EXERCISE AIM — Your task is to copy every line of the entries that contains "Serialize".
★ ★ ★ ★ ★ ★ ★
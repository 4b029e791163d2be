// Arbiter DAO - stakers adjudicate disputed questions by weighted vote

use crate::arbiter::dispute::Dispute;
use crate::call::Call;
use crate::error::ErrorKind;
use crate::event::Event;
use crate::identity::{AccountId, QuestionId};
use crate::ledger::{Ledger, LedgerError};
use crate::oracle::{DisputeCourt, Oracle, OracleError, Outcome};
use crate::types::{Amount, Timestamp};
use serde::{Deserialize, Serialize};
use std::collections::BTreeMap;
use thiserror::Error;

/// Default length of a dispute's voting period: 72 hours
pub const VOTING_PERIOD_SECONDS: u64 = 72 * 60 * 60;

/// Errors that can occur during arbiter operations
#[derive(Error, Debug, Clone, PartialEq, Eq)]
pub enum ArbiterError {
    #[error("Caller {caller} is not authorized for this operation")]
    Unauthorized { caller: AccountId },

    #[error("Amount must be greater than zero")]
    InvalidAmount,

    #[error("Insufficient stake: staked {staked}, requested {requested}")]
    InsufficientStake { staked: Amount, requested: Amount },

    #[error("A dispute already exists for this question")]
    DisputeExists,

    #[error("No dispute exists for this question")]
    UnknownDispute,

    /// `deadline` is `None` when no dispute was ever opened
    #[error("Voting is closed (deadline {deadline:?}, now {now})")]
    VotingClosed { deadline: Option<Timestamp>, now: Timestamp },

    #[error("Voting is open until {deadline} (now {now})")]
    VotingStillOpen { deadline: Timestamp, now: Timestamp },

    #[error("Caller has already voted on this dispute")]
    AlreadyVoted,

    #[error("Dispute is already resolved")]
    AlreadyResolved,

    #[error("Stake or tally would overflow")]
    Overflow,

    #[error("Ledger error: {0}")]
    Ledger(#[from] LedgerError),

    #[error("Oracle error: {0}")]
    Oracle(#[from] OracleError),
}

impl ArbiterError {
    pub fn kind(&self) -> ErrorKind {
        match self {
            ArbiterError::Unauthorized { .. } => ErrorKind::Unauthorized,
            ArbiterError::InvalidAmount => ErrorKind::InvalidAmount,
            ArbiterError::InsufficientStake { .. } => ErrorKind::InsufficientStake,
            ArbiterError::DisputeExists
            | ArbiterError::UnknownDispute
            | ArbiterError::VotingClosed { .. }
            | ArbiterError::VotingStillOpen { .. }
            | ArbiterError::AlreadyVoted
            | ArbiterError::AlreadyResolved => ErrorKind::InvalidState,
            ArbiterError::Overflow => ErrorKind::Overflow,
            ArbiterError::Ledger(e) => e.kind(),
            ArbiterError::Oracle(e) => e.kind(),
        }
    }
}

/// The dispute-resolution DAO.
///
/// Staked tokens sit on the ledger under the arbiter's `custody` identity,
/// which is also the identity it presents to the oracle when resolving.
#[derive(Clone, Debug, PartialEq, Eq, Serialize, Deserialize)]
pub struct Arbiter {
    custody: AccountId,
    oracle: AccountId,
    voting_period: u64,
    staked_balances: BTreeMap<AccountId, Amount>,
    disputes: BTreeMap<QuestionId, Dispute>,
}

impl Arbiter {
    /// Create an arbiter that accepts disputes only from `oracle`
    pub fn new(custody: AccountId, oracle: AccountId, voting_period: u64) -> Self {
        Self {
            custody,
            oracle,
            voting_period,
            staked_balances: BTreeMap::new(),
            disputes: BTreeMap::new(),
        }
    }

    /// Identity holding staked tokens on the ledger
    pub fn custody_account(&self) -> &AccountId {
        &self.custody
    }

    /// The only identity allowed to open disputes
    pub fn oracle(&self) -> &AccountId {
        &self.oracle
    }

    pub fn voting_period(&self) -> u64 {
        self.voting_period
    }

    pub fn staked_balance(&self, account: &AccountId) -> Amount {
        self.staked_balances.get(account).copied().unwrap_or(0)
    }

    pub fn total_staked(&self) -> Amount {
        self.staked_balances.values().sum()
    }

    pub fn stakers(&self) -> impl Iterator<Item = (&AccountId, &Amount)> {
        self.staked_balances.iter()
    }

    pub fn dispute(&self, question_id: &QuestionId) -> Option<&Dispute> {
        self.disputes.get(question_id)
    }

    pub fn disputes(&self) -> impl Iterator<Item = (&QuestionId, &Dispute)> {
        self.disputes.iter()
    }

    pub fn has_voted(&self, question_id: &QuestionId, voter: &AccountId) -> bool {
        self.disputes
            .get(question_id)
            .map(|d| d.has_voted(voter))
            .unwrap_or(false)
    }

    // ========================================================================
    // STAKING
    // ========================================================================

    /// Pull `amount` from the caller (who must have approved custody) into stake
    pub fn stake(&mut self, call: &mut Call<'_>, ledger: &mut Ledger, amount: Amount) -> Result<(), ArbiterError> {
        if amount == 0 {
            return Err(ArbiterError::InvalidAmount);
        }
        let staker = call.caller();
        if staker == self.custody {
            return Err(ArbiterError::Unauthorized { caller: staker });
        }
        let new_stake = self
            .staked_balance(&staker)
            .checked_add(amount)
            .ok_or(ArbiterError::Overflow)?;

        ledger.transfer_from(&mut call.as_caller(self.custody), staker, self.custody, amount)?;
        self.staked_balances.insert(staker, new_stake);

        call.emit(Event::Staked {
            account: staker,
            amount,
        });
        Ok(())
    }

    /// Return `amount` of the caller's stake to their ledger balance
    pub fn unstake(&mut self, call: &mut Call<'_>, ledger: &mut Ledger, amount: Amount) -> Result<(), ArbiterError> {
        if amount == 0 {
            return Err(ArbiterError::InvalidAmount);
        }
        let staker = call.caller();
        let staked = self.staked_balance(&staker);
        if staked < amount {
            return Err(ArbiterError::InsufficientStake {
                staked,
                requested: amount,
            });
        }

        ledger.transfer(&mut call.as_caller(self.custody), staker, amount)?;
        match staked - amount {
            0 => self.staked_balances.remove(&staker),
            remaining => self.staked_balances.insert(staker, remaining),
        };

        call.emit(Event::Unstaked {
            account: staker,
            amount,
        });
        Ok(())
    }

    // ========================================================================
    // VOTING
    // ========================================================================

    /// Cast the caller's current stake for `outcome`
    pub fn vote(&mut self, call: &mut Call<'_>, question_id: QuestionId, outcome: Outcome) -> Result<Amount, ArbiterError> {
        let voter = call.caller();
        let now = call.now();
        let weight = self.staked_balance(&voter);

        let dispute = self
            .disputes
            .get_mut(&question_id)
            .ok_or(ArbiterError::VotingClosed { deadline: None, now })?;
        if !dispute.is_open(now) {
            return Err(ArbiterError::VotingClosed {
                deadline: Some(dispute.deadline()),
                now,
            });
        }
        if dispute.has_voted(&voter) {
            return Err(ArbiterError::AlreadyVoted);
        }
        dispute
            .record_vote(voter, outcome, weight)
            .ok_or(ArbiterError::Overflow)?;

        call.emit(Event::Voted {
            voter,
            question_id,
            outcome,
            weight,
        });
        Ok(weight)
    }

    /// Close an expired ballot and write the winner into the oracle
    pub fn tally_and_resolve(
        &mut self,
        call: &mut Call<'_>,
        ledger: &mut Ledger,
        oracle: &mut Oracle,
        question_id: QuestionId,
    ) -> Result<Outcome, ArbiterError> {
        let now = call.now();
        let dispute = self
            .disputes
            .get_mut(&question_id)
            .ok_or(ArbiterError::UnknownDispute)?;
        if dispute.is_resolved() {
            return Err(ArbiterError::AlreadyResolved);
        }
        if now <= dispute.deadline() {
            return Err(ArbiterError::VotingStillOpen {
                deadline: dispute.deadline(),
                now,
            });
        }

        let winner = dispute.tally().winner();
        // Closed before the callback so the oracle cannot re-enter this ballot
        dispute.close(winner);

        call.emit(Event::DisputeResolved {
            question_id,
            winning_outcome: winner,
        });
        oracle.resolve(&mut call.as_caller(self.custody), ledger, question_id, winner)?;
        Ok(winner)
    }
}

impl DisputeCourt for Arbiter {
    fn create_dispute(&mut self, call: &mut Call<'_>, question_id: QuestionId) -> Result<Timestamp, ArbiterError> {
        if call.caller() != self.oracle {
            return Err(ArbiterError::Unauthorized {
                caller: call.caller(),
            });
        }
        if self.disputes.contains_key(&question_id) {
            return Err(ArbiterError::DisputeExists);
        }

        let created_at = call.now();
        let deadline = created_at
            .checked_add(self.voting_period)
            .ok_or(ArbiterError::Overflow)?;
        self.disputes
            .insert(question_id, Dispute::open(created_at, deadline));

        call.emit(Event::DisputeCreated {
            question_id,
            deadline,
        });
        Ok(deadline)
    }
}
★ ★ ★ ★ ★ ★ ★
SOLUTION FOR THIS PROBLEM —
use serde::{Deserialize, Serialize};
#[derive(Clone, Debug, PartialEq, Eq, Serialize, Deserialize)]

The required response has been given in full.